All signs indicate that Donald Trump made substantial inroads among the working class in November. The best data currently available from AP VoteCast indicates that the Democrats’ share of non-college-educated voters fell from an already low 47% in 2020 to 43% in 2024. Meanwhile, Kamala Harris maintained strong support among college-educated voters, receiving 56% of their vote. Interestingly, given the Harris campaign’s considerable efforts to reach female voters, the data suggests that her support among college-educated women actually fell 4 percentage points relative to Joe Biden, whereas her support from college-educated men was only 1 point lower than Biden’s. Among college-educated white men, we even see a slight improvement over Biden in 2024.
If we look at income rather than education, the change is even more significant: support for Harris among voters making less than $50,000 per year fell to 48%, a 6-point decline from Biden in 2020. By contrast, voters making more than $100,000 per year showed only a very slight dip in support between 2020 and 2024, from 54% to 53%.
Democrats’ losses among working-class (noncollege) voters were not distributed equally across demographic groups. Indeed, though Harris suffered a small loss of working-class white support, dropping from Biden’s 37% to 34%, her support among non-white working-class voters fell by nearly three times as much. Whereas Biden received a commanding 73% share of the vote among the non-white working class, Harris garnered 65%. That is still a majority, of course, but it belies the notion that non-white voters’ support for Trump is somehow an aberration or a rounding error.
Since the VoteCast data does not provide estimates for Harris’s support among working-class black or Latino voters, we have to use preliminary county-level results to find which group is driving the change. The graph below shows the average shift in support for the Democratic presidential candidate between 2020 and 2024 in counties with increasingly high proportions of different demographic groups. While we still do not know which specific voters in each county cast their ballots for Harris or Trump, we can make estimates based on demographic changes within counties.
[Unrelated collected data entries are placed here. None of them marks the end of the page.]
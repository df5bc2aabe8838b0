//! Entry metadata, directory listings and file content.

use bytes::Bytes;

/// POSIX directory bit in `st_mode`.
const S_IFMT: u32 = 0o170_000;
const S_IFDIR: u32 = 0o040_000;

/// Attributes of a single projected entry.
///
/// Invariant: a directory has size 0 and is never blob-direct.
#[derive(Debug, Clone, PartialEq, Eq)]
pub struct FileInfo {
    /// Display name (path tail).
    pub name: String,
    /// Content hash, if the entry materializes a stored object.
    pub hash: Option<String>,
    /// Size in bytes; 0 for directories.
    pub size: u64,
    /// Directory flag.
    pub is_directory: bool,
    /// Permission/mode bits.
    pub mode: u32,
    /// True iff the bytes live in the object store under the known layout
    /// and can be read directly from disk.
    pub blob_direct: bool,
}

impl FileInfo {
    /// A directory entry.
    pub fn directory(name: impl Into<String>) -> Self {
        FileInfo {
            name: name.into(),
            hash: None,
            size: 0,
            is_directory: true,
            mode: 0o040_755,
            blob_direct: false,
        }
    }

    /// A regular file entry.
    pub fn file(name: impl Into<String>, size: u64) -> Self {
        FileInfo {
            name: name.into(),
            hash: None,
            size,
            is_directory: false,
            mode: 0o100_644,
            blob_direct: false,
        }
    }

    /// Attaches a content hash.
    pub fn with_hash(mut self, hash: impl Into<String>) -> Self {
        self.hash = Some(hash.into());
        self
    }

    /// Marks the entry as served directly from the object store.
    pub fn blob_direct(mut self) -> Self {
        debug_assert!(!self.is_directory);
        self.blob_direct = true;
        self
    }

    /// Derives the directory flag from mode bits when the producer did not
    /// state it explicitly.
    pub fn is_directory_mode(mode: u32) -> bool {
        mode & S_IFMT == S_IFDIR
    }
}

/// An ordered sequence of entries with unique names.
///
/// Order is stable for the lifetime of the cached listing; enumeration
/// sessions capture a snapshot and page over it.
#[derive(Debug, Clone, PartialEq, Eq, Default)]
pub struct DirListing {
    entries: Vec<FileInfo>,
}

impl DirListing {
    /// Builds a listing, sanitizing as it ingests: empty names and names
    /// containing path separators are dropped, duplicates keep the first
    /// occurrence.
    pub fn new(entries: impl IntoIterator<Item = FileInfo>) -> Self {
        let mut out: Vec<FileInfo> = Vec::new();
        for entry in entries {
            if entry.name.is_empty() {
                continue;
            }
            if entry.name.contains('/') || entry.name.contains('\\') {
                tracing::warn!(name = %entry.name, "dropping listing entry with separator in name");
                continue;
            }
            if out.iter().any(|e| e.name == entry.name) {
                continue;
            }
            out.push(entry);
        }
        DirListing { entries: out }
    }

    pub fn entries(&self) -> &[FileInfo] {
        &self.entries
    }

    pub fn len(&self) -> usize {
        self.entries.len()
    }

    pub fn is_empty(&self) -> bool {
        self.entries.is_empty()
    }

    /// Looks up a child by exact name.
    pub fn find(&self, name: &str) -> Option<&FileInfo> {
        self.entries.iter().find(|e| e.name == name)
    }

    /// Rough memory footprint, used by cache accounting.
    pub fn estimated_bytes(&self) -> usize {
        self.entries
            .iter()
            .map(|e| {
                std::mem::size_of::<FileInfo>()
                    + e.name.len()
                    + e.hash.as_ref().map_or(0, String::len)
            })
            .sum()
    }
}

impl FromIterator<FileInfo> for DirListing {
    fn from_iter<T: IntoIterator<Item = FileInfo>>(iter: T) -> Self {
        DirListing::new(iter)
    }
}

/// An immutable byte buffer plus the hash it materializes.
#[derive(Debug, Clone, PartialEq, Eq)]
pub struct FileContent {
    pub bytes: Bytes,
    pub hash: Option<String>,
}

impl FileContent {
    pub fn new(bytes: impl Into<Bytes>) -> Self {
        FileContent {
            bytes: bytes.into(),
            hash: None,
        }
    }

    pub fn with_hash(mut self, hash: impl Into<String>) -> Self {
        self.hash = Some(hash.into());
        self
    }

    pub fn len(&self) -> usize {
        self.bytes.len()
    }

    pub fn is_empty(&self) -> bool {
        self.bytes.is_empty()
    }
}

#[cfg(test)]
mod tests {
    use super::*;

    #[test]
    fn test_directory_invariant() {
        let dir = FileInfo::directory("chats");
        assert!(dir.is_directory);
        assert_eq!(dir.size, 0);
        assert!(!dir.blob_direct);
    }

    #[test]
    fn test_mode_fallback() {
        assert!(FileInfo::is_directory_mode(0o040_755));
        assert!(!FileInfo::is_directory_mode(0o100_644));
    }

    #[test]
    fn test_listing_sanitizes_on_ingest() {
        let listing = DirListing::new(vec![
            FileInfo::file("a.txt", 1),
            FileInfo::file("", 2),
            FileInfo::file("bad/name", 3),
            FileInfo::file("bad\\name", 4),
            FileInfo::file("a.txt", 5),
            FileInfo::directory("b"),
        ]);
        let names: Vec<_> = listing.entries().iter().map(|e| e.name.as_str()).collect();
        assert_eq!(names, vec!["a.txt", "b"]);
        // Duplicate kept the first occurrence.
        assert_eq!(listing.find("a.txt").unwrap().size, 1);
    }

    #[test]
    fn test_listing_order_is_insertion_order() {
        let listing: DirListing = ["chats", "debug", "invites", "objects", "types"]
            .into_iter()
            .map(FileInfo::directory)
            .collect();
        let names: Vec<_> = listing.entries().iter().map(|e| e.name.as_str()).collect();
        assert_eq!(names, vec!["chats", "debug", "invites", "objects", "types"]);
    }

    #[test]
    fn test_file_content() {
        let content = FileContent::new("abc".as_bytes().to_vec()).with_hash("00".repeat(32));
        assert_eq!(content.len(), 3);
        assert_eq!(content.hash.as_deref().unwrap().len(), 64);
    }
}
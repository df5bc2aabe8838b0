//! Everything that touches the ProjFS platform API.

pub mod buffer;
pub mod callbacks;
pub mod provider;

pub use provider::VirtualizationHost;

use vaultfs_core::types::VaultPath;

/// NUL-terminated UTF-16 for the platform API.
pub(crate) fn to_wide(s: &str) -> Vec<u16> {
    s.encode_utf16().chain(std::iter::once(0)).collect()
}

/// Converts a canonical virtual path back to the kernel's spelling:
/// relative to the projection root, backslash-separated.
pub(crate) fn kernel_relative(path: &VaultPath) -> String {
    path.as_str().trim_start_matches('/').replace('/', "\\")
}

/// Current time in FILETIME units (100 ns ticks since 1601-01-01).
///
/// Placeholder timestamps are synthesized as "now" on every write; no
/// persisted times are maintained.
pub(crate) fn now_filetime() -> i64 {
    const UNIX_TO_FILETIME_SECS: i64 = 11_644_473_600;
    let now = std::time::SystemTime::now()
        .duration_since(std::time::UNIX_EPOCH)
        .unwrap_or_default();
    (now.as_secs() as i64 + UNIX_TO_FILETIME_SECS) * 10_000_000 + (now.subsec_nanos() / 100) as i64
}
The figure below clearly shows that the decline in Democratic vote share between 2020 and 2024 was dramatically more pronounced in counties with a high proportion of Latino voters. Indeed, in the 50 counties where Latinos make up 75% of the population or more, Harris’s support dropped on average more than 8 points from Biden’s 2020 showing. That decline is four times larger than the average shift toward Trump in counties made up of at least 85% working-class whites and two and a half times larger than the shift in counties that are at least 90% working class or at least 65% black. This means that the overall decline in working-class support for Harris relative to Biden was likely driven largely by working-class Latinos.
There are many reasons why working-class Latino voters may have moved so strongly toward Trump in 2024, ranging from concern over Biden’s handling of the economy to a general decline in trust that Democrats can deliver for working people, or even possibly agreement with Trump’s views on immigration.
The trends we’re seeing among non-white working-class voters in the 2024 election are no historical blip. Instead, they represent a continuation of patterns that go back to at least 2012: Democrats’ support among working-class black voters had already dropped from 93% to 87%, and their share of working-class Latinos likewise declined from 68% to 62% between 2012 and 2022.
The fluctuations in support we see in the graph above show that these trends are not inevitable, but it is hard to deny that the Democrats have a working-class problem, and not just with working-class whites. If Democrats and progressives don’t look in the mirror and think very hard about why a party led by a billionaire has become the party of the US working class, we’re likely to see a replay of 2024 when the next election comes.